Task description:
Could you please return each line of the data that has the word "derive"?

Source data:

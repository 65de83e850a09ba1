//! Real-time scan event broadcasting.
//!
//! Best-effort by contract: a send with no subscribers is not an error, and
//! no notification outcome ever reaches the scan statistics.

use std::collections::HashMap;
use std::sync::Arc;

use chrono::{DateTime, Utc};
use serde::Serialize;
use tokio::sync::broadcast;

use super::score::RiskTier;
use super::stats::ScanStats;

/// One streamed scan event.
#[derive(Debug, Clone, Serialize)]
#[serde(tag = "type", rename_all = "snake_case")]
pub enum ScanEvent {
    FileScanned {
        job_id: String,
        file_path: String,
        risk_score: u32,
        risk_tier: RiskTier,
        entity_counts: HashMap<String, usize>,
        timestamp: DateTime<Utc>,
    },
    Progress {
        job_id: String,
        files_scanned: u64,
        files_with_pii: u64,
        files_skipped: u64,
        current_file: Option<String>,
        timestamp: DateTime<Utc>,
    },
    Completed {
        job_id: String,
        stats: ScanStats,
        timestamp: DateTime<Utc>,
    },
}

/// Broadcasts scan events for streaming consumers.
#[derive(Clone)]
pub struct ScanEventBroadcaster {
    sender: Arc<broadcast::Sender<ScanEvent>>,
}

impl ScanEventBroadcaster {
    pub fn new(capacity: usize) -> Self {
        let (sender, _) = broadcast::channel(capacity);
        Self {
            sender: Arc::new(sender),
        }
    }

    /// Sends an event to all subscribers.
    pub fn send(&self, event: ScanEvent) {
        // Ignore errors - no active receivers is fine
        let _ = self.sender.send(event);
    }

    pub fn subscribe(&self) -> broadcast::Receiver<ScanEvent> {
        self.sender.subscribe()
    }

    pub fn send_file_result(
        &self,
        job_id: &str,
        file_path: &str,
        risk_score: u32,
        risk_tier: RiskTier,
        entity_counts: &HashMap<String, usize>,
    ) {
        self.send(ScanEvent::FileScanned {
            job_id: job_id.to_string(),
            file_path: file_path.to_string(),
            risk_score,
            risk_tier,
            entity_counts: entity_counts.clone(),
            timestamp: Utc::now(),
        });
    }

    pub fn send_progress(
        &self,
        job_id: &str,
        files_scanned: u64,
        files_with_pii: u64,
        files_skipped: u64,
        current_file: Option<&str>,
    ) {
        self.send(ScanEvent::Progress {
            job_id: job_id.to_string(),
            files_scanned,
            files_with_pii,
            files_skipped,
            current_file: current_file.map(str::to_string),
            timestamp: Utc::now(),
        });
    }

    pub fn send_completed(&self, job_id: &str, stats: &ScanStats) {
        self.send(ScanEvent::Completed {
            job_id: job_id.to_string(),
            stats: stats.clone(),
            timestamp: Utc::now(),
        });
    }
}

impl Default for ScanEventBroadcaster {
    fn default() -> Self {
        Self::new(1000)
    }
}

Response area:
#[derive(Debug, Clone, Serialize)]
#[derive(Clone)]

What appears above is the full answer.